■ Problem to solve
Return all lines in the data where the string "overall" can be found.

Saved data entries
//! Core data model: traces, quality scores, alerts, patterns, variants,
//! A/B tests, and deployment records. See spec §3.

use chrono::{DateTime, Utc};
use serde::{Deserialize, Serialize};
use std::collections::BTreeMap;

/// An immutable execution trace pulled from the observability backend.
#[derive(Debug, Clone, Serialize, Deserialize)]
pub struct Trace {
    pub id: String,
    pub timestamp: DateTime<Utc>,
    pub model: String,
    pub provider: String,
    pub spectrum: Option<Spectrum>,
    pub input: String,
    pub output: String,
    pub latency_ms: u64,
    pub tool_calls: Vec<String>,
    pub error: bool,
    pub user_feedback_score: Option<f64>,
}

/// The closed set of 7 orthogonal evaluation dimensions (spec §9: no
/// plugin loading, no reflection — bound at compile time).
#[derive(Debug, Clone, Copy, PartialEq, Eq, Hash, Serialize, Deserialize)]
#[serde(rename_all = "snake_case")]
pub enum Spectrum {
    CustomerIdentity,
    FinancialAnalysis,
    CreditAnalysis,
    TransactionHistory,
    MultiFieldSearch,
    ConversationalContext,
    Performance,
}

impl Spectrum {
    pub const ALL: [Spectrum; 7] = [
        Spectrum::CustomerIdentity,
        Spectrum::FinancialAnalysis,
        Spectrum::CreditAnalysis,
        Spectrum::TransactionHistory,
        Spectrum::MultiFieldSearch,
        Spectrum::ConversationalContext,
        Spectrum::Performance,
    ];

    pub fn as_str(&self) -> &'static str {
        match self {
            Spectrum::CustomerIdentity => "customer_identity",
            Spectrum::FinancialAnalysis => "financial_analysis",
            Spectrum::CreditAnalysis => "credit_analysis",
            Spectrum::TransactionHistory => "transaction_history",
            Spectrum::MultiFieldSearch => "multi_field_search",
            Spectrum::ConversationalContext => "conversational_context",
            Spectrum::Performance => "performance",
        }
    }

    /// Parses the wire/tag form back into a Spectrum. Returns `None` for
    /// `unknown` or any unrecognized tag rather than guessing (spec §9).
    pub fn parse(s: &str) -> Option<Spectrum> {
        Spectrum::ALL.into_iter().find(|sp| sp.as_str() == s)
    }
}

impl std::fmt::Display for Spectrum {
    fn fmt(&self, f: &mut std::fmt::Formatter<'_>) -> std::fmt::Result {
        write!(f, "{}", self.as_str())
    }
}

/// Sub-scores that compose a QualityScore's overall value.
#[derive(Debug, Clone, Copy, Default, Serialize, Deserialize)]
pub struct SubScores {
    pub accuracy: f64,
    pub completeness: f64,
    pub relevance: f64,
    pub professionalism: f64,
    pub latency_penalty: f64,
}

/// Deterministic per-trace quality evaluation. Identical input yields an
/// identical score (spec §4.2, §8).
#[derive(Debug, Clone, Serialize, Deserialize)]
pub struct QualityScore {
    pub trace_id: String,
    pub model: String,
    /// Tagged `unknown` when the trace carried no spectrum and the model
    /// has no configured default (spec §9 "spectrum auto-tagging").
    pub spectrum: String,
    pub overall: f64,
    pub subscores: SubScores,
    pub scored_at: DateTime<Utc>,
}

#[derive(Debug, Clone, Copy, PartialEq, Eq, PartialOrd, Ord, Serialize, Deserialize)]
#[serde(rename_all = "UPPERCASE")]
pub enum Severity {
    Low,
    Medium,
    High,
    Critical,
}

#[derive(Debug, Clone, Copy, PartialEq, Eq, Hash, Serialize, Deserialize)]
#[serde(rename_all = "snake_case")]
pub enum AlertKind {
    ThresholdBreach,
    TrendDown,
    VarianceHigh,
    ForecastRegression,
    DeploymentFailed,
    AuthFailure,
    ResourceExhaustion,
}

/// Subject of an alert: the (model, spectrum) pair it concerns.
#[derive(Debug, Clone, PartialEq, Eq, Hash, Serialize, Deserialize)]
pub struct AlertSubject {
    pub model: String,
    pub spectrum: String,
}

#[derive(Debug, Clone, Serialize, Deserialize)]
pub struct Alert {
    pub id: String,
    pub severity: Severity,
    pub kind: AlertKind,
    pub subject: AlertSubject,
    pub measured_value: f64,
    pub threshold: f64,
    pub first_seen: DateTime<Utc>,
    pub last_seen: DateTime<Utc>,
    pub count: u64,
}

#[derive(Debug, Clone, Copy, PartialEq, Eq, Serialize, Deserialize)]
#[serde(rename_all = "snake_case")]
pub enum PatternLabel {
    Success,
    Failure,
}

/// A feature-fingerprinted observation of a successful or failing
/// interaction, persisted by the Learning Store (C5).
#[derive(Debug, Clone, Serialize, Deserialize)]
pub struct Pattern {
    pub id: String,
    pub feature_fingerprint: String,
    pub label: PatternLabel,
    pub spectrum: Spectrum,
    /// Laplace-smoothed `(successes + 1) / (support + 2)`.
    pub confidence: f64,
    pub support: u64,
    pub successes: u64,
    pub last_used: DateTime<Utc>,
    pub features: Vec<f64>,
}

#[derive(Debug, Clone, Copy, PartialEq, Eq, Serialize, Deserialize)]
#[serde(rename_all = "snake_case")]
pub enum GenerationStrategy {
    PatternMerge,
    Clarity,
    Structure,
    Examples,
    MetaLearned,
}

impl GenerationStrategy {
    pub const ALL: [GenerationStrategy; 5] = [
        GenerationStrategy::PatternMerge,
        GenerationStrategy::Clarity,
        GenerationStrategy::Structure,
        GenerationStrategy::Examples,
        GenerationStrategy::MetaLearned,
    ];
}

#[derive(Debug, Clone, Serialize, Deserialize)]
pub struct PromptVariant {
    pub id: String,
    pub parent_id: Option<String>,
    pub spectrum: Spectrum,
    pub text: String,
    pub generation_strategy: GenerationStrategy,
    pub created_at: DateTime<Utc>,
}

#[derive(Debug, Clone, Copy, PartialEq, Eq, Serialize, Deserialize)]
#[serde(rename_all = "snake_case")]
pub enum ABTestStatus {
    Running,
    DecidedCandidate,
    DecidedBaseline,
    Inconclusive,
    Aborted,
}

impl ABTestStatus {
    pub fn is_terminal(&self) -> bool {
        !matches!(self, ABTestStatus::Running)
    }
}

#[derive(Debug, Clone, Serialize, Deserialize)]
pub struct ABTest {
    pub id: String,
    pub baseline_variant_id: String,
    pub candidate_variant_id: String,
    pub spectrum: Spectrum,
    pub target_n: usize,
    pub collected_n_baseline: usize,
    pub collected_n_candidate: usize,
    pub mean_baseline: f64,
    pub mean_candidate: f64,
    pub variance_baseline: f64,
    pub variance_candidate: f64,
    pub status: ABTestStatus,
}

#[derive(Debug, Clone, Copy, PartialEq, Eq, Serialize, Deserialize)]
#[serde(rename_all = "snake_case")]
pub enum ConfigDeltaType {
    SystemPrompt,
    Temperature,
    ModelSelection,
    Timeout,
}

#[derive(Debug, Clone, Serialize, Deserialize)]
pub struct ConfigDelta {
    #[serde(rename = "type")]
    pub delta_type: ConfigDeltaType,
    pub component: String,
    pub before: String,
    pub after: String,
    pub reason: String,
    pub expected_impact: String,
}

#[derive(Debug, Clone, Copy, PartialEq, Eq, Serialize, Deserialize)]
#[serde(rename_all = "snake_case")]
pub enum DeploymentActor {
    Auto,
    Manual,
}

#[derive(Debug, Clone, Copy, PartialEq, Eq, Serialize, Deserialize)]
#[serde(rename_all = "snake_case")]
pub enum DeploymentStatus {
    Pending,
    Deployed,
    RolledBack,
    Failed,
}

#[derive(Debug, Clone, Serialize, Deserialize)]
pub struct DeploymentRecord {
    pub id: String,
    pub timestamp: DateTime<Utc>,
    pub actor: DeploymentActor,
    pub changes: Vec<ConfigDelta>,
    pub pre_snapshot_ref: String,
    pub post_snapshot_ref: String,
    pub validation_result: Option<String>,
    pub status: DeploymentStatus,
    /// Present only on `rolled_back` records: the record being reversed.
    pub rolls_back: Option<String>,
}

/// Prompt configuration mutated by the deployment manager (spec §4.7, §6).
///
/// The two maps use `BTreeMap` rather than `HashMap` so that
/// `serde_json::to_vec` always serializes fields in the same order for
/// equal contents — `HashMap`'s per-instance `RandomState` would
/// otherwise make `content_hash` (spec §4.7 step 2) non-reproducible
/// across process restarts and reloads of byte-for-byte identical
/// configs.
#[derive(Debug, Clone, Default, Serialize, Deserialize, PartialEq)]
pub struct ServingConfig {
    pub system_prompts: BTreeMap<String, String>,
    pub temperature: f64,
    pub timeout_ms: u64,
    pub model_selection: BTreeMap<String, String>,
}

■ Response to this task
/// Sub-scores that compose a QualityScore's overall value.
    pub overall: f64,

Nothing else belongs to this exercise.